» **Your task**
Would you copy every line of the listing below that includes the word "nBegin"?
□ □ □ □ □ □ □
//! Sequence-classification fine-tuning of pretrained Thai encoders.
//!
//! [`run_finetune`] wires the pieces together: a [`ThaiTokenizer`] from
//! `thai-tokenizer`, a local dataset from [`data`], a BERT/RoBERTa encoder
//! with a classification head from [`model`], and the [`Trainer`] loop.

pub mod checkpoint;
pub mod config;
pub mod data;
pub mod errors;
pub mod logging;
pub mod metrics;
pub mod model;
pub mod scheduler;
pub mod trainer;

use thai_tokenizer::{load_tokenizer, ThaiTokenizer};

pub use checkpoint::{CheckpointManifest, TrainerState};
pub use config::{DatasetMetadata, FinetuneArgs, TrainingArguments};
pub use data::{Batch, Example, SequenceClassificationDataset};
pub use errors::{FinetuneError, Result};
pub use logging::{Logger, LoggingSettings};
pub use metrics::{classification_metrics, MetricMap};
pub use model::{
    load_sequence_classifier, EncoderConfig, LoadedModel, ModelConfig, SequenceClassifier,
};
pub use scheduler::{LRScheduler, LinearWarmupDecay};
pub use trainer::{select_device, select_dtype, TrainOutput, Trainer};

/// Outcome of [`run_finetune`].
#[derive(Debug, Clone)]
pub struct FinetuneReport {
    pub train: TrainOutput,
    pub state: TrainerState,
    pub test_metrics: MetricMap,
}

/// Fine-tunes `args.model_dir` on `args.dataset_name` and evaluates the
/// result on the test split. `should_stop` is polled before each step.
pub fn run_finetune<F>(args: &FinetuneArgs, should_stop: F) -> Result<FinetuneReport>
where
    F: FnMut() -> bool,
{
    args.validate()?;
    let meta = args.dataset_metadata()?;
    println!("[INFO] Dataset: {}\n", meta.name);

    let tokenizer: Box<dyn ThaiTokenizer> = load_tokenizer(args.tokenizer_kind()?, &args.tokenizer_dir)?;
    println!(
        "[INFO] Tokenizer: {} (vocab size = {})",
        tokenizer.kind(),
        tokenizer.vocab_size()
    );

    let splits = data::load_dataset(&args.dataset_dir, meta)?;

    let device = select_device(args.no_cuda);
    let dtype = select_dtype(args.fp16, &device);
    let loaded = load_sequence_classifier(&args.model_dir, meta.num_labels, dtype, &device, args.seed)?;
    for name in &loaded.initialized {
        println!("[INFO] Newly initialized weight: {name}");
    }
    let max_length = loaded.config.max_sequence_length();

    let encode = |examples: &[Example]| {
        SequenceClassificationDataset::from_examples(tokenizer.as_ref(), examples, max_length, true)
    };
    let train_dataset = encode(&splits.train)?;
    let validation_dataset = encode(&splits.validation)?;
    let test_dataset = encode(&splits.test)?;

    let training_args = TrainingArguments::from_args(args, train_dataset.len());
    println!("[INFO] Number of train examples = {}", train_dataset.len());
    println!(
        "[INFO] Number of validation examples = {}",
        validation_dataset.len()
    );
    println!(
        "[INFO] Number of batches per epoch (training set) = {}",
        train_dataset.len().div_ceil(args.batch_size)
    );
    println!(
        "[INFO] Number of batches per epoch (validation set) = {}",
        validation_dataset.len().div_ceil(args.batch_size)
    );
    println!("[INFO] Warmup steps = {}", training_args.warmup_steps);
    println!("[INFO] TrainingArguments:");
    println!("{training_args}");
    println!("\n");

    let logger = Logger::new(LoggingSettings::new(
        true,
        Some(args.log_dir.clone()),
        training_args.logging_steps,
    ))?;
    let mut trainer = Trainer::new(
        training_args,
        device,
        loaded,
        train_dataset,
        validation_dataset,
        logger,
    )?;

    println!("\nBegin model finetuning.");
    let train = trainer.train_with_shutdown(should_stop)?;
    if train.interrupted {
        println!("Interrupted at step {}.", train.global_step);
    }
    println!("Done.\n");

    println!("\nBegin model evaluation on test set.");
    let mut test_metrics = trainer.evaluate(&test_dataset)?;
    test_metrics.insert("epoch".into(), trainer.state().epoch);
    println!("Evaluation on test set (dataset: {})", meta.name);
    for (key, value) in &test_metrics {
        println!("{key} : {value:.4}");
    }
    println!("Done.\n");

    Ok(FinetuneReport {
        train,
        state: trainer.state().clone(),
        test_metrics,
    })
}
□ □ □ □ □ □ □
» **Written response**
    println!("\nBegin model finetuning.");
    println!("\nBegin model evaluation on test set.");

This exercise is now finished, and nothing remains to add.